> _Your objective_
Produce an exact copy of the first line of the data below and each line after it, please, up to and including the one with "pub const MAX_TRACE_DEPTH: usize = 10;".

Start of Extracted data

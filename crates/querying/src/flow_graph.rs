//! Type-level flow graphs: classes, interfaces, components and free functions tagged
//! with an architectural layer, connected by lifted CALLS and by inheritance.

use crate::errors::{QueryError, Result};
use crate::layers::{Layer, LayerRules};
use database::graph::{CodeNode, GraphStore, KnowledgeGraph, NodeId, NodeType, RelationshipType};
use rustc_hash::{FxHashMap, FxHashSet};
use serde::{Deserialize, Serialize};
use std::collections::{BTreeMap, VecDeque};
use ts_rs::TS;

pub const DEFAULT_TRACE_DEPTH: usize = 3;
pub const MAX_TRACE_DEPTH: usize = 10;

/// Upper bound on CONTAINS hops when lifting a member to its type
const MAX_NESTING: usize = 32;

#[derive(Debug, Clone, PartialEq, Eq, Serialize, Deserialize, TS)]
#[serde(rename_all = "camelCase")]
#[ts(export, export_to = "api.ts")]
pub struct FlowNode {
    pub id: NodeId,
    pub name: String,
    pub node_type: NodeType,
    pub layer: Layer,
    pub file_path: String,
    pub package_name: String,
}

#[derive(Debug, Clone, PartialEq, Eq, Serialize, Deserialize, TS)]
#[serde(rename_all = "camelCase")]
#[ts(export, export_to = "api.ts")]
pub struct FlowEdge {
    pub source_id: NodeId,
    pub target_id: NodeId,
    pub relationship_type: RelationshipType,
    /// Number of underlying edges folded into this one
    pub weight: usize,
}

#[derive(Debug, Clone, PartialEq, Eq, Serialize, Deserialize, TS)]
#[serde(rename_all = "camelCase")]
#[ts(export, export_to = "api.ts")]
pub struct FlowGraphMetadata {
    pub node_count: usize,
    pub edge_count: usize,
    pub layer_counts: BTreeMap<Layer, usize>,
    #[ts(type = "number")]
    pub generation: u64,
}

#[derive(Debug, Clone, PartialEq, Eq, Serialize, Deserialize, TS)]
#[serde(rename_all = "camelCase")]
#[ts(export, export_to = "api.ts")]
pub struct FlowGraph {
    pub nodes: Vec<FlowNode>,
    pub edges: Vec<FlowEdge>,
    pub metadata: FlowGraphMetadata,
}

fn is_flow_node(store: &GraphStore, node: &CodeNode) -> bool {
    if node.is_external {
        return false;
    }
    match node.node_type {
        NodeType::Class | NodeType::Interface | NodeType::Enum | NodeType::Component => true,
        NodeType::Function => store
            .parent_of(node.id)
            .is_none_or(|parent| !parent.node_type.is_type_declaration()),
        _ => false,
    }
}

/// Nearest flow node at or above `id` along CONTAINS
fn flow_owner(store: &GraphStore, flow_ids: &FxHashSet<NodeId>, id: NodeId) -> Option<NodeId> {
    let mut current = id;
    for _ in 0..=MAX_NESTING {
        if flow_ids.contains(&current) {
            return Some(current);
        }
        current = store.parent_of(current)?.id;
    }
    None
}

fn assemble(
    graph: &KnowledgeGraph,
    mut nodes: Vec<FlowNode>,
    mut edges: Vec<FlowEdge>,
) -> FlowGraph {
    nodes.sort_by(|a, b| {
        a.layer
            .cmp(&b.layer)
            .then_with(|| a.name.cmp(&b.name))
            .then_with(|| a.id.cmp(&b.id))
    });
    edges.sort_by(|a, b| {
        (a.source_id, a.target_id, a.relationship_type)
            .cmp(&(b.source_id, b.target_id, b.relationship_type))
    });

    let mut layer_counts = BTreeMap::new();
    for node in &nodes {
        *layer_counts.entry(node.layer).or_insert(0) += 1;
    }

    FlowGraph {
        metadata: FlowGraphMetadata {
            node_count: nodes.len(),
            edge_count: edges.len(),
            layer_counts,
            generation: graph.generation(),
        },
        nodes,
        edges,
    }
}

/// Flow graph of the whole project
pub fn analyze(graph: &KnowledgeGraph, rules: &LayerRules) -> FlowGraph {
    let store = graph.store();

    let nodes: Vec<FlowNode> = store
        .nodes()
        .iter()
        .filter(|node| is_flow_node(store, node))
        .map(|node| FlowNode {
            id: node.id,
            name: node.name.clone(),
            node_type: node.node_type,
            layer: rules.classify(node),
            file_path: node.file_path.clone(),
            package_name: node.package_name.clone(),
        })
        .collect();
    let flow_ids: FxHashSet<NodeId> = nodes.iter().map(|n| n.id).collect();

    let mut weights: FxHashMap<(NodeId, NodeId, RelationshipType), usize> = FxHashMap::default();
    for rel in store.relationships() {
        let lifted = match rel.relationship_type {
            RelationshipType::Calls => flow_owner(store, &flow_ids, rel.source_id)
                .zip(flow_owner(store, &flow_ids, rel.target_id)),
            RelationshipType::Inherits | RelationshipType::Implements => {
                (flow_ids.contains(&rel.source_id) && flow_ids.contains(&rel.target_id))
                    .then_some((rel.source_id, rel.target_id))
            }
            _ => None,
        };
        if let Some((source, target)) = lifted.filter(|(source, target)| source != target) {
            *weights
                .entry((source, target, rel.relationship_type))
                .or_insert(0) += 1;
        }
    }

    let edges = weights
        .into_iter()
        .map(|((source_id, target_id, relationship_type), weight)| FlowEdge {
            source_id,
            target_id,
            relationship_type,
            weight,
        })
        .collect();

    assemble(graph, nodes, edges)
}

fn named_roots(flow: &FlowGraph, name: &str) -> Vec<NodeId> {
    flow.nodes
        .iter()
        .filter(|node| node.name.eq_ignore_ascii_case(name))
        .map(|node| node.id)
        .collect()
}

fn subgraph(
    graph: &KnowledgeGraph,
    flow: FlowGraph,
    keep: &FxHashSet<NodeId>,
    edge_filter: impl Fn(&FlowEdge) -> bool,
) -> FlowGraph {
    let nodes = flow
        .nodes
        .into_iter()
        .filter(|node| keep.contains(&node.id))
        .collect();
    let edges = flow
        .edges
        .into_iter()
        .filter(|edge| keep.contains(&edge.source_id) && keep.contains(&edge.target_id))
        .filter(|edge| edge_filter(edge))
        .collect();
    assemble(graph, nodes, edges)
}

/// Everything reachable downstream of the types named `from` within `depth` hops
pub fn trace(
    graph: &KnowledgeGraph,
    rules: &LayerRules,
    from: &str,
    depth: usize,
) -> Result<FlowGraph> {
    if !(1..=MAX_TRACE_DEPTH).contains(&depth) {
        return Err(QueryError::invalid(
            format!("depth={depth}"),
            format!("depth must be between 1 and {MAX_TRACE_DEPTH}"),
        ));
    }

    let flow = analyze(graph, rules);
    let roots = named_roots(&flow, from);
    if roots.is_empty() {
        return Err(QueryError::not_found("Type", from));
    }

    let mut downstream: FxHashMap<NodeId, Vec<NodeId>> = FxHashMap::default();
    for edge in &flow.edges {
        downstream.entry(edge.source_id).or_default().push(edge.target_id);
    }

    let mut reached: FxHashMap<NodeId, usize> = roots.iter().map(|id| (*id, 0)).collect();
    let mut queue: VecDeque<NodeId> = roots.into_iter().collect();
    while let Some(current) = queue.pop_front() {
        let distance = reached[&current];
        if distance == depth {
            continue;
        }
        for next in downstream.get(&current).into_iter().flatten() {
            if !reached.contains_key(next) {
                reached.insert(*next, distance + 1);
                queue.push_back(*next);
            }
        }
    }

    let keep: FxHashSet<NodeId> = reached.keys().copied().collect();
    // only edges leaving a node that was still inside the bound
    Ok(subgraph(graph, flow, &keep, |edge| {
        reached.get(&edge.source_id).is_some_and(|d| *d < depth)
    }))
}

/// The types named `name` together with their direct neighbours in either direction
pub fn component(graph: &KnowledgeGraph, rules: &LayerRules, name: &str) -> Result<FlowGraph> {
    let flow = analyze(graph, rules);
    let roots: FxHashSet<NodeId> = named_roots(&flow, name).into_iter().collect();
    if roots.is_empty() {
        return Err(QueryError::not_found("Type", name));
    }

    let mut keep = roots.clone();
    for edge in &flow.edges {
        if roots.contains(&edge.source_id) {
            keep.insert(edge.target_id);
        }
        if roots.contains(&edge.target_id) {
            keep.insert(edge.source_id);
        }
    }

    Ok(subgraph(graph, flow, &keep, |edge| {
        roots.contains(&edge.source_id) || roots.contains(&edge.target_id)
    }))
}

#[cfg(test)]
mod tests {
    use super::*;
    use database::graph::NewNode;
    use database::testing::GraphFixture;

    struct Shop {
        graph: KnowledgeGraph,
        controller: NodeId,
        service: NodeId,
        repository: NodeId,
        order: NodeId,
    }

    fn shop() -> Shop {
        let mut fixture = GraphFixture::new();
        let controller = fixture.class("OrderController", "src/web/OrderController.java");
        let service = fixture.class("OrderService", "src/OrderService.java");
        let repository = fixture.class("OrderRepository", "src/OrderRepository.java");
        let base = fixture.type_node("Persistable", NodeType::Interface, "src/Persistable.java", 1);
        let order = fixture.class("Order", "src/model/Order.java");

        let place = fixture.method(controller, "place", 5);
        let create = fixture.method(service, "create", 5);
        let validate = fixture.method(service, "validate", 15);
        let save = fixture.method(repository, "save", 5);
        let total = fixture.method(order, "total", 5);

        fixture.calls(place, create);
        fixture.calls(place, create);
        fixture.calls(create, validate);
        fixture.calls(create, save);
        fixture.calls(save, total);
        fixture.relate(RelationshipType::Implements, repository, base);

        let helper = fixture.node(NewNode::new("util.ts#fmt", "fmt", NodeType::Function).in_file("src/util.ts", 1));
        fixture.calls(validate, helper);
        let external = fixture.node(NewNode::new("java.util.List", "List", NodeType::Class).external());
        fixture.calls(total, external);

        Shop {
            graph: fixture.build(),
            controller,
            service,
            repository,
            order,
        }
    }

    fn edge(flow: &FlowGraph, source: NodeId, target: NodeId) -> Option<&FlowEdge> {
        flow.edges
            .iter()
            .find(|e| e.source_id == source && e.target_id == target)
    }

    #[test]
    fn test_analyze_lifts_calls_to_types() {
        let shop = shop();
        let flow = analyze(&shop.graph, &LayerRules::default());

        assert_eq!(flow.metadata.node_count, 6);
        assert_eq!(flow.nodes[0].name, "OrderController");
        assert_eq!(flow.nodes[0].layer, Layer::Controller);

        let place_to_create = edge(&flow, shop.controller, shop.service).unwrap();
        assert_eq!(place_to_create.weight, 2);
        assert_eq!(place_to_create.relationship_type, RelationshipType::Calls);
        assert!(edge(&flow, shop.service, shop.service).is_none());
        assert!(flow.edges.iter().any(|e| e.relationship_type == RelationshipType::Implements));
        assert_eq!(flow.metadata.edge_count, flow.edges.len());
        assert_eq!(flow.metadata.layer_counts.get(&Layer::Repository), Some(&1));
        assert_eq!(flow.metadata.layer_counts.get(&Layer::Model), Some(&1));
    }

    #[test]
    fn test_trace_is_bounded() {
        let shop = shop();
        let rules = LayerRules::default();

        let one_hop = trace(&shop.graph, &rules, "ordercontroller", 1).unwrap();
        let ids: FxHashSet<NodeId> = one_hop.nodes.iter().map(|n| n.id).collect();
        assert_eq!(ids, FxHashSet::from_iter([shop.controller, shop.service]));
        assert_eq!(one_hop.edges.len(), 1);

        let deep = trace(&shop.graph, &rules, "OrderController", 3).unwrap();
        assert!(deep.nodes.iter().any(|n| n.id == shop.order));
        assert!(deep.nodes.iter().any(|n| n.name == "fmt"));

        assert_eq!(
            trace(&shop.graph, &rules, "Nope", 2),
            Err(QueryError::not_found("Type", "Nope"))
        );
        assert!(matches!(
            trace(&shop.graph, &rules, "OrderController", 11),
            Err(QueryError::InvalidQuery { .. })
        ));
    }

    #[test]
    fn test_component_includes_neighbours_both_ways() {
        let shop = shop();
        let view = component(&shop.graph, &LayerRules::default(), "OrderRepository").unwrap();

        let names: Vec<&str> = view.nodes.iter().map(|n| n.name.as_str()).collect();
        assert!(names.contains(&"OrderService"));
        assert!(names.contains(&"Order"));
        assert!(names.contains(&"Persistable"));
        assert!(!names.contains(&"OrderController"));
        assert!(view
            .edges
            .iter()
            .all(|e| e.source_id == shop.repository || e.target_id == shop.repository));
    }
}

End of Extracted data

> _Answer to this problem_
filename crates/querying/src/flow_graph.rs
//! Type-level flow graphs: classes, interfaces, components and free functions tagged
//! with an architectural layer, connected by lifted CALLS and by inheritance.

use crate::errors::{QueryError, Result};
use crate::layers::{Layer, LayerRules};
use database::graph::{CodeNode, GraphStore, KnowledgeGraph, NodeId, NodeType, RelationshipType};
use rustc_hash::{FxHashMap, FxHashSet};
use serde::{Deserialize, Serialize};
use std::collections::{BTreeMap, VecDeque};
use ts_rs::TS;

pub const DEFAULT_TRACE_DEPTH: usize = 3;
pub const MAX_TRACE_DEPTH: usize = 10;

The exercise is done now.